#![doc = include_str!("../README.md")]
#![doc(test(attr(deny(warnings))))]
#![cfg_attr(docsrs, feature(doc_auto_cfg))]

mod aggregate;
mod algebra;
mod binding;
mod context;
mod dataset;
mod error;
mod eval;
mod expression;
mod join;
mod limits;
mod multiset;
mod numeric;
mod path;
#[cfg(feature = "async")]
mod stream;

pub use crate::aggregate::{AggregateAccumulator, AggregateExpression, AggregateFunction};
pub use crate::algebra::{GraphPattern, TermPattern};
pub use crate::binding::{Binding, SolutionIter};
use crate::context::CustomFunctionRegistry;
pub use crate::context::{CancellationToken, CustomFunction, EvaluationContext, effective_timeout};
pub use crate::dataset::{QueryableDataset, TripleIter};
pub use crate::error::{ExpressionError, QueryEvaluationError};
pub use crate::expression::{
    Expression, ExpressionEvaluator, StandardExpressionEvaluator, effective_boolean_value,
};
pub use crate::join::{BindingSource, JoinEnumerable, JoinStrategy};
pub use crate::limits::QueryExecutionLimits;
pub use crate::multiset::Multiset;
pub use crate::numeric::{NumericRank, NumericTotals, NumericValue, compare_terms};
pub use crate::path::{PathEvaluator, PathExpression, PathIter, PathResult};
#[cfg(feature = "async")]
pub use crate::stream::SolutionStream;
use oxrdf::{NamedNode, Term};
use std::sync::Arc;
use std::time::Duration;

/// Prepares the evaluation of algebra trees against a [`QueryableDataset`].
///
/// The evaluator itself is a reusable configuration: each call to [`start`](Self::start) creates a fresh
/// [`EvaluationContext`] holding the state of one query evaluation.
///
/// ```
/// use oxrdf::{Dataset, GraphName, Literal, NamedNode, Quad, Variable};
/// use sparexec::{
///     AggregateExpression, AggregateFunction, GraphPattern, QueryEvaluator, QueryExecutionLimits,
/// };
///
/// let ex = NamedNode::new("http://example.com/p")?;
/// let dataset = Dataset::from_iter([1, 2].map(|i| {
///     Quad::new(
///         NamedNode::new(format!("http://example.com/{i}")).unwrap(),
///         ex.clone(),
///         Literal::from(i),
///         GraphName::DefaultGraph,
///     )
/// }));
/// let (s, o, sum) = (Variable::new("s")?, Variable::new("o")?, Variable::new("sum")?);
/// let pattern = GraphPattern::Group {
///     inner: Box::new(GraphPattern::path(s, ex, o.clone())),
///     variables: Vec::new(),
///     aggregates: vec![(sum.clone(), AggregateExpression::new(AggregateFunction::Sum, o))],
/// };
///
/// let context = QueryEvaluator::new()
///     .with_limits(QueryExecutionLimits::strict())
///     .start(&dataset);
/// let solutions = context.evaluate(&pattern)?;
/// assert_eq!(
///     solutions.iter().next().and_then(|b| b.get(&sum).cloned()),
///     Some(Literal::from(3).into())
/// );
/// # Result::<_, Box<dyn std::error::Error>>::Ok(())
/// ```
#[derive(Clone, Default)]
pub struct QueryEvaluator {
    limits: QueryExecutionLimits,
    cancellation_token: Option<CancellationToken>,
    custom_functions: CustomFunctionRegistry,
    expression_evaluator: Option<Arc<dyn ExpressionEvaluator + Send + Sync>>,
}

impl QueryEvaluator {
    #[must_use]
    #[inline]
    pub fn new() -> Self {
        Self::default()
    }

    /// Sets the resource limits, [`QueryExecutionLimits::default`] if not set.
    #[inline]
    #[must_use]
    pub fn with_limits(mut self, limits: QueryExecutionLimits) -> Self {
        self.limits = limits;
        self
    }

    /// Allows to cancel the evaluations started by this evaluator.
    ///
    /// ```
    /// use oxrdf::{Dataset, GraphName, NamedNode, Quad, Variable};
    /// use sparexec::{CancellationToken, GraphPattern, QueryEvaluationError, QueryEvaluator};
    ///
    /// let ex = NamedNode::new("http://example.com")?;
    /// let dataset = Dataset::from_iter([Quad::new(
    ///     ex.clone(),
    ///     ex.clone(),
    ///     ex.clone(),
    ///     GraphName::DefaultGraph,
    /// )]);
    /// let cancellation_token = CancellationToken::new();
    /// let context = QueryEvaluator::new()
    ///     .with_cancellation_token(cancellation_token.clone())
    ///     .start(&dataset);
    /// let mut solutions =
    ///     context.evaluate_iter(&GraphPattern::path(Variable::new("s")?, ex, Variable::new("o")?));
    /// cancellation_token.cancel(); // We cancel
    /// assert!(matches!(
    ///     solutions.next(),
    ///     Some(Err(QueryEvaluationError::Cancelled))
    /// ));
    /// # Result::<_, Box<dyn std::error::Error>>::Ok(())
    /// ```
    #[inline]
    #[must_use]
    pub fn with_cancellation_token(mut self, cancellation_token: CancellationToken) -> Self {
        self.cancellation_token = Some(cancellation_token);
        self
    }

    /// Adds a custom function callable with [`Expression::FunctionCall`].
    ///
    /// Returning `None` is an evaluation error.
    #[inline]
    #[must_use]
    pub fn with_custom_function(
        mut self,
        name: NamedNode,
        evaluator: impl Fn(&[Term]) -> Option<Term> + Send + Sync + 'static,
    ) -> Self {
        self.custom_functions.insert(name, Arc::new(evaluator));
        self
    }

    /// Replaces the [`StandardExpressionEvaluator`].
    #[inline]
    #[must_use]
    pub fn with_expression_evaluator(
        mut self,
        evaluator: impl ExpressionEvaluator + Send + Sync + 'static,
    ) -> Self {
        self.expression_evaluator = Some(Arc::new(evaluator));
        self
    }

    /// Starts a query evaluation bounded by the global timeout of the limits.
    pub fn start<'a>(&self, dataset: &'a dyn QueryableDataset) -> EvaluationContext<'a> {
        self.start_with_timeout(dataset, Duration::ZERO)
    }

    /// Starts a query evaluation with its own timeout.
    ///
    /// The deadline is computed once, here, from the most restrictive of `timeout` and of the
    /// global timeout of the limits. [`Duration::ZERO`] means no limit.
    pub fn start_with_timeout<'a>(
        &self,
        dataset: &'a dyn QueryableDataset,
        timeout: Duration,
    ) -> EvaluationContext<'a> {
        EvaluationContext::new(
            dataset,
            self.expression_evaluator
                .clone()
                .unwrap_or_else(|| Arc::new(StandardExpressionEvaluator)),
            effective_timeout(timeout, self.limits.timeout.unwrap_or(Duration::ZERO)),
            self.cancellation_token.clone().unwrap_or_default(),
            self.limits.clone(),
            Arc::new(self.custom_functions.clone()),
        )
    }
}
====================
**Work order:** Using the data above, show each line where "CustomFunctionRegistry" occurs.

**Solved problem:**
use crate::context::CustomFunctionRegistry;
    custom_functions: CustomFunctionRegistry,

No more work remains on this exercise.